30;

27 3 0
                                    

Anggapan tentang Tuhan yang membencinya sampai ke tulang mungkin memang benar–katakanlah begitu.

Berusaha tak langsung menyimpulkan dan berpikir kalau hidupnya hanya sedang lalui fase tak menyenangkan, namun yang terjadi tak bisa buatnya berbaik sangka lebih lama lagi.

Sibuk menyalahkan Tuhan karena banyak sematkan derita di sepanjang garis takdirnya. Padahal derita datang karena dirinya yang sembarangan menaruh harapan.

Ketika nomor tak dikenal menghubunginya dan mengatakan sesuatu yang tak pernah ingin Elio dengar, ia pikir hanya mimpi. Bahkan ketika perawat dan dokter menunduk dalam kala ia tanyakan kondisi ibunya, ia berpikir kalau Tuhan sedang beri lelucon.

Ucapan belasungkawa dari orang-orang ini tak berdampak apa-apa sama sekali. Terdengar seperti formalitas belaka dengan sedikit rasa iba–tapi Elio paling benci dikasihani.

Karena sejatinya tak ada yang benar-benar peduli.

Kakeknya hanya datang sekali. Mengusap kepalanya lembut lalu pergi lagi, seolah kematian putrinya tak lebih berarti daripada rapat di kantor siang nanti.

Setelahnya hanya orang-orang yang datang silih berganti–yang bahkan tak Elio kenali, sengaja penuhi rumah duka cuma buat tunjukan muka.

Untuk beberapa saat, pemuda itu bergeming. Cuma berdiri menghadap peti mati sang ibu yang tertutup rapat. Sengaja, ibunya tak akan suka kalau orang-orang lihat wajahnya untuk yang terakhir kali dengan kondisi penuh luka.

Lelah mendengar ungkapan iba di sekitar yang berusaha diucapkan dengan vokal rendah namun diulang berkali-kali seperti kalimat repetisi. Elio putuskan untuk beranjak pergi.
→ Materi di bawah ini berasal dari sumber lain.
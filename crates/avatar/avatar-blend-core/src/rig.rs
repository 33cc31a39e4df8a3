//! Rig registry and lifecycle.
//!
//! Loads the named rigs through a [`RigSource`], patches materials so opacity
//! fades render correctly, and caches the result so repeated loads are free.

use hashbrown::HashMap;
use log::{debug, warn};
use serde::{Deserialize, Serialize};

use crate::error::AvatarError;
use crate::ids::RigId;
use crate::mixer::{Clip, LoopMode, Mixer};
use crate::scene::Scene;

/// A resolved rig asset: one scene graph and any number of clips (only the
/// first is used).
#[derive(Clone, Debug, Default, PartialEq, Serialize, Deserialize)]
pub struct RigAsset {
    pub scene: Scene,
    #[serde(default)]
    pub clips: Vec<Clip>,
}

impl RigAsset {
    pub fn from_json(rig: RigId, s: &str) -> Result<Self, AvatarError> {
        serde_json::from_str(s).map_err(|e| AvatarError::asset(rig, format!("parse: {e}")))
    }
}

/// Resolves rig ids into assets. Storage and transport are the host's concern.
pub trait RigSource {
    fn fetch(&mut self, id: RigId) -> Result<RigAsset, AvatarError>;
}

impl<F> RigSource for F
where
    F: FnMut(RigId) -> Result<RigAsset, AvatarError>,
{
    fn fetch(&mut self, id: RigId) -> Result<RigAsset, AvatarError> {
        (*self)(id)
    }
}

/// Uniform scale + translation applied on top of the authored scene root.
#[derive(Clone, Copy, Debug, PartialEq, Serialize, Deserialize)]
pub struct RootTransform {
    pub scale: f32,
    pub position: [f32; 3],
}

impl Default for RootTransform {
    fn default() -> Self {
        Self {
            scale: 1.0,
            position: [0.0; 3],
        }
    }
}

impl RootTransform {
    #[inline]
    pub fn apply(&self, p: [f32; 3]) -> [f32; 3] {
        [
            p[0] * self.scale + self.position[0],
            p[1] * self.scale + self.position[1],
            p[2] * self.scale + self.position[2],
        ]
    }
}

/// One loaded skeletal asset with its playback cursor and blend weight.
#[derive(Clone, Debug)]
pub struct AnimationRig {
    pub id: RigId,
    pub scene: Scene,
    pub mixer: Mixer,
    /// Committed blend weight in [0, 1].
    pub alpha: f32,
    pub root: RootTransform,
    applied_opacity: Option<f32>,
}

impl AnimationRig {
    /// Validate the scene, patch its materials, and pick the first clip.
    pub fn from_asset(id: RigId, asset: RigAsset) -> Result<Self, AvatarError> {
        let RigAsset { mut scene, clips } = asset;
        scene.validate().map_err(|e| AvatarError::asset(id, e))?;
        patch_materials(&mut scene);

        let clip = clips.into_iter().next().and_then(|c| {
            if c.duration.is_finite() && c.duration >= 0.0 {
                Some(c)
            } else {
                warn!("rig '{id}': clip '{}' has invalid duration {}", c.name, c.duration);
                None
            }
        });
        if clip.is_none() {
            warn!("rig '{id}' has no usable clip; it will show a static pose");
        }
        let mode = if id.is_looping() {
            LoopMode::Repeat
        } else {
            LoopMode::OnceHold
        };

        Ok(Self {
            id,
            scene,
            mixer: Mixer::new(clip, mode),
            alpha: 0.0,
            root: RootTransform::default(),
            applied_opacity: None,
        })
    }

    /// Scene-space point of node `idx` mapped through the root transform.
    #[inline]
    pub fn world_point(&self, idx: usize, p: [f32; 3]) -> [f32; 3] {
        self.root.apply(self.scene.to_scene_space(idx, p))
    }

    /// Write `opacity` to every material. Skips the walk when nothing changed.
    pub fn apply_opacity(&mut self, opacity: f32, depth_write_threshold: f32) {
        if self.applied_opacity == Some(opacity) {
            return;
        }
        for m in self.scene.materials_mut() {
            m.transparent = true;
            m.opacity = opacity;
            m.depth_write = opacity >= depth_write_threshold;
        }
        self.applied_opacity = Some(opacity);
    }
}

/// Two-sided, transparent, no culling; zero exported opacity is an exporter
/// defect and is forced back to 1.
fn patch_materials(scene: &mut Scene) {
    for node in scene.nodes.iter_mut() {
        node.frustum_culled = false;
        if let Some(mesh) = node.mesh.as_mut() {
            for m in mesh.materials.iter_mut() {
                m.double_sided = true;
                m.transparent = true;
                if m.opacity == 0.0 {
                    m.opacity = 1.0;
                }
            }
        }
    }
}

/// Cache of loaded rigs keyed by id.
#[derive(Debug, Default)]
pub struct RigRegistry {
    rigs: HashMap<RigId, AnimationRig>,
}

impl RigRegistry {
    pub fn new() -> Self {
        Self::default()
    }

    /// Load `id` from `source`, or return the cached rig. Failures are not
    /// cached, so a later call may retry.
    pub fn load_rig(
        &mut self,
        id: RigId,
        source: &mut dyn RigSource,
    ) -> Result<&mut AnimationRig, AvatarError> {
        if !self.rigs.contains_key(&id) {
            let asset = source.fetch(id)?;
            let rig = AnimationRig::from_asset(id, asset)?;
            debug!(
                "loaded rig '{id}' ({} nodes, clip={:?})",
                rig.scene.nodes.len(),
                rig.mixer.clip().map(|c| c.name.as_str())
            );
            self.rigs.insert(id, rig);
        }
        self.rigs
            .get_mut(&id)
            .ok_or_else(|| AvatarError::asset(id, "rig vanished from registry"))
    }

    #[inline]
    pub fn get(&self, id: RigId) -> Option<&AnimationRig> {
        self.rigs.get(&id)
    }

    #[inline]
    pub fn get_mut(&mut self, id: RigId) -> Option<&mut AnimationRig> {
        self.rigs.get_mut(&id)
    }

    #[inline]
    pub fn contains(&self, id: RigId) -> bool {
        self.rigs.contains_key(&id)
    }

    /// Loaded rigs in canonical order.
    pub fn iter(&self) -> impl Iterator<Item = &AnimationRig> {
        RigId::ALL.iter().filter_map(move |id| self.rigs.get(id))
    }

    pub fn clear(&mut self) {
        self.rigs.clear();
    }
}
Bawa kakinya menuju area yang tak banyak dilalui orang, sedikit jauh dari ruang duka.

Di koridor sempit yang menghubungkan ruangan dengan area belakang gedung, pemuda itu duduk di bangku panjang. Menyandarkan punggung pada dinding yang terasa dingin.

Elio memejamkan matanya sesaat sebelum merogoh ponsel di saku, menghubungi satu nomor yang ia yakin belum tahu sama sekali soal ini.

Tak sampai 30 detik panggilannya tersambung, sebuah keajaiban karena bahkan ayahnya tak pernah sudi mengangkat telepon darinya.

"Apa?"

Terasa sama dinginnya dengan dinding yang tengah menopang punggung, hati Elio semakin mencelos. Berdeham sekali, memastikan suaranya tak bergetar.

"Ibu meninggal," ucapnya kemudian. "Kecelakaan."

Kalimatnya tak langsung mendapat respon. Hening menyelimuti keduanya untuk sesaat. Mungkin seseorang di seberang sana terkejut. Hanya dehaman yang terdengar sebelum Erwin menginterupsi.

"Saya turut berdukacita," katanya.

Hening lagi.

Yang lebih muda menunggu ayahnya jikalau ia ingin mengucapkan sesuatu yang lain. Dan nyaris satu menit berlalu, pria itu tak ucapkan apapun lagi. Buat Elio mengeratkan giginya.

"Cuma itu?"

"Lantas apa lagi?"

Harusnya sudah bisa menebak respon seperti apa yang akan diberikan. Namun Elio tak menyangka si berengsek ini tak tunjukkan empati sama sekali buat wanita yang sudah menemaninya selama hampir 20 tahun terakhir.

Bukankah itu kelewatan?

"Saya lagi di Hanoi. Ada pekerjaan yang gak bisa ditinggal," jelas Erwin yang paham ucapannya tadi sentil emosi putra tunggalnya.

"I feel bad for her," kekeh Elio tak percaya. "Bahkan ayahnya sendiri lebih mentingin KERJAAN daripada nyawa putrinya dan ternyata Papa juga sama bajingannya."